Polling, in this sense, was seen as mechanization, and a removal of people from the political space. When this was combined with the politics of focus groups, which then took polls as the foundations for their messaging, we end up with a cycle, where the polls feed politics and politics feeds the polls, but no one ever asks whether that is a reflection of reality in any way. During this election, and the last couple, polls have been under a renewed assault, and maybe it is time for us to just move on entirely; it is not a methodology that can be fixed, and it is not one in which there is a desire to fix it.

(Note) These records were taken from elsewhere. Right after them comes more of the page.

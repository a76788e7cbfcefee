//! Decoder contract.
//!
//! The playback core is decoder-agnostic: anything that can produce one
//! fixed-size chunk of PCM per call, together with position/time/loop
//! metadata, can drive a session. Exhaustion is a normal outcome, not an
//! error; decoder failures map to [`crate::PlaybackError::Decode`].

use crate::Result;

/// One decoded chunk of PCM audio plus its playback metadata.
///
/// `position` counts decoder-side position units (for tracker modules, the
/// pattern-order position); `elapsed_ms` is the elapsed playback time in
/// milliseconds; `loop_count` is how many times the decoder has wrapped back
/// to the start of the material. The PCM bytes borrow from the decoder and
/// must be copied out before the next pull.
#[derive(Debug)]
pub struct DecodedFrame<'a> {
    /// Playback position in decoder units
    pub position: u32,
    /// Elapsed playback time in milliseconds
    pub elapsed_ms: u64,
    /// Number of times the decoder has looped back to the start
    pub loop_count: u32,
    /// Decoded PCM bytes, exactly the reported chunk size
    pub pcm: &'a [u8],
}

/// Outcome of a single decoder pull.
#[derive(Debug)]
pub enum Pull<'a> {
    /// One chunk was decoded
    Frame(DecodedFrame<'a>),
    /// No more material (normal end of stream)
    Exhausted,
}

/// Pull-based frame decoder.
///
/// One call to [`pull`](FrameDecoder::pull) decodes one fixed-size chunk.
/// The chunk size never exceeds the buffer capacity negotiated at session
/// construction.
pub trait FrameDecoder: Send {
    /// Decode the next chunk of PCM audio.
    ///
    /// # Errors
    ///
    /// Returns [`crate::PlaybackError::Decode`] on a non-exhaustion decoder
    /// failure. Exhaustion is reported as [`Pull::Exhausted`], not an error.
    fn pull(&mut self) -> Result<Pull<'_>>;
}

During this election, toward the end, we started seeing stories about intentionally skewed polls, or polls that are created in order to generate a perception of what candidate has momentum. These stories center around a separation between legitimate polling and propaganda, while ignoring that polls themselves have always helped shape political dynamics and have never been an accurate way to measure much politically outside of an artificially confined series of similar options. When all political questions are reduced to just a series of options like that, it becomes difficult to imagine possibilities outside of that.
So, at the same time, it could be possible for polls to show a specific result, for example Harris up 1-2 points, and have that not reflect reality in any way. The relationship between polling and their perceived reflection of reality has been collapsing for some time, but it is time, now, to just recognize polls as one data point among many other flawed data points all based on measuring a statist concept of politics.
But, beyond just invalidating polling, this election has created conditions for a series of significant shifts in American politics, and I don't just mean on the level of presidential policy.